All plugins have the same structure. They export a function that can be called with optional configuration. That function returns another function, which is a simple transformation step that expects a context and a callback (see below for error handling).

function dedocxPluginCreator(config) {
  return function dedocxPlugin(ctx, callback) {
    // mutate `ctx` and call `callback` when done or the plugin encounters a non recoverable error
  };
}

Error Handling

In general, dedocx will keep ploughing ahead in the face of an error. The idea is to try to salvage as much content as possible. The idea is that if you throw an error in a pipeline step (typically in a plugin if you're writing extension code), then it will get logged but the next step in line will get executed all the same.

The manner in which a real, problematic, halt-and-catch-fire error is signalled is through the conventional first callback argument. This should be reserved to cases that cannot be recovered from however, eg. the DOCX cannot be read.

DOCX

A Microsoft Word DOCX file is a zip file containing a number of different parts when unzipped. To view the parts, change the extension from .docx to .zip and unzip the file. Relevant parts include:

  • [Content_Types].xml: List of all content types of the parts in the package (e.g., the main document). Every part and its type must be listed.
  • _rels/: Folder of relationship part files. There are several relationship part files, e.g., for the entire package _rels/.rels, for the main document word/_rels/document.xml.rels, etc.
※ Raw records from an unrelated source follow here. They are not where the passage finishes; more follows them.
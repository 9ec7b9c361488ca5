//! Per-migration execution: pull, transform, write, record.

use std::time::Instant;

use serde::{Deserialize, Serialize};
use tracing::{debug, info, warn};

use crate::destination::DestinationWriter;
use crate::error::WriteError;
use crate::id_map::{IdMap, IdMapEntry};
use crate::registry::MigrationDefinition;
use crate::source::SourceRowProvider;
use crate::transform::{transform, TransformContext, TransformOutcome};
use crate::types::RowStatus;

/// Lifecycle states of one migration within a run.
#[derive(Debug, Clone, Copy, PartialEq, Eq, Serialize, Deserialize)]
#[serde(rename_all = "snake_case")]
pub enum MigrationStatus {
    /// Not yet started.
    Pending,
    /// Currently pulling rows.
    Running,
    /// All rows processed with no fatal error.
    Completed,
    /// Interrupted by the time budget; resumable from the saved cursor.
    Incomplete,
    /// Aborted by an unrecoverable source or destination fault.
    Failed,
    /// Bypassed: prerequisite unmet or source capability check failed.
    Skipped,
    /// Excluded from the run by configuration.
    Disabled,
}

impl MigrationStatus {
    /// Whether the migration has reached a state it will not leave
    /// within this run.
    pub fn is_terminal(&self) -> bool {
        matches!(
            self,
            Self::Completed | Self::Failed | Self::Skipped | Self::Disabled
        )
    }

    pub fn as_str(&self) -> &'static str {
        match self {
            Self::Pending => "pending",
            Self::Running => "running",
            Self::Completed => "completed",
            Self::Incomplete => "incomplete",
            Self::Failed => "failed",
            Self::Skipped => "skipped",
            Self::Disabled => "disabled",
        }
    }
}

/// What one `execute` call did, and where it stopped.
#[derive(Debug, Clone, Serialize, Deserialize)]
pub struct ExecutionProgress {
    pub status: MigrationStatus,
    /// Rows written for the first time.
    pub imported: u64,
    /// Rows re-written because their hash or status demanded it.
    pub updated: u64,
    /// Rows skipped as unchanged (hash match).
    pub unchanged: u64,
    /// Rows the transformer asked to skip.
    pub skipped_rows: u64,
    /// Rows that failed destination validation.
    pub failed_rows: u64,
    /// Rows consumed from the stream by this call.
    pub processed: u64,
    /// Absolute offset into the source order after this call; the
    /// resume point for an `Incomplete` migration.
    pub cursor: u64,
    /// Human-readable notes, most recent last.
    pub messages: Vec<String>,
}

impl ExecutionProgress {
    fn new(status: MigrationStatus, cursor: u64) -> Self {
        Self {
            status,
            imported: 0,
            updated: 0,
            unchanged: 0,
            skipped_rows: 0,
            failed_rows: 0,
            processed: 0,
            cursor,
            messages: Vec::new(),
        }
    }

    fn note(&mut self, message: impl Into<String>) {
        self.messages.push(message.into());
    }
}

/// Drives one migration end-to-end against the three external seams.
///
/// Per-row policy (the failure-isolation contract): a transform skip
/// or a validation error is counted and the migration continues; a
/// fatal write or source error aborts the remaining rows of this
/// migration only.
pub struct MigrationExecutor<'a> {
    source: &'a dyn SourceRowProvider,
    destination: &'a dyn DestinationWriter,
    id_map: &'a dyn IdMap,
    dry_run: bool,
}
Each relationship file contains links to other parts, e.g. the main document, styles, themes, footer, or external links (e.g., <Relationship Id="rId1"Type="http://schemas.openxmlformats.org/officeDocument/2006/relationships/officeDocument"Target="word/document.xml"/>).
  • word/: The main document, with separate files for endnotes, footnotes, numbering, settings, styles, and fonts, a folder of media files contained in the document, and relationships
  • customXml/: The markup for the bibliography (item1.xml), properties of the bibliography (itemProps1.xml), and the associated relationships (_rels/item1.xml.rels)

For more information, see: http://www.datypic.com/sc/ooxml/ss.html

Example output

Below is an example of a document containing the minimum feature set extracted by dedocx (for the full document see minimum-test-document.docx).

image

For the HTML resulting from the docx see: minimum-test-document.js.

License

Copyright 2019 Standard Analytics IO

Licensed under the Apache License, Version 2.0 (the "License"); you may not use this file except in compliance with the License. You may obtain a copy of the License at

http://www.apache.org/licenses/LICENSE-2.0

Unless required by applicable law or agreed to in writing, software distributed under the License is distributed on an "AS IS" BASIS, WITHOUT WARRANTIES OR CONDITIONS OF ANY KIND, either express or implied. See the License for the specific language governing permissions and limitations under the License.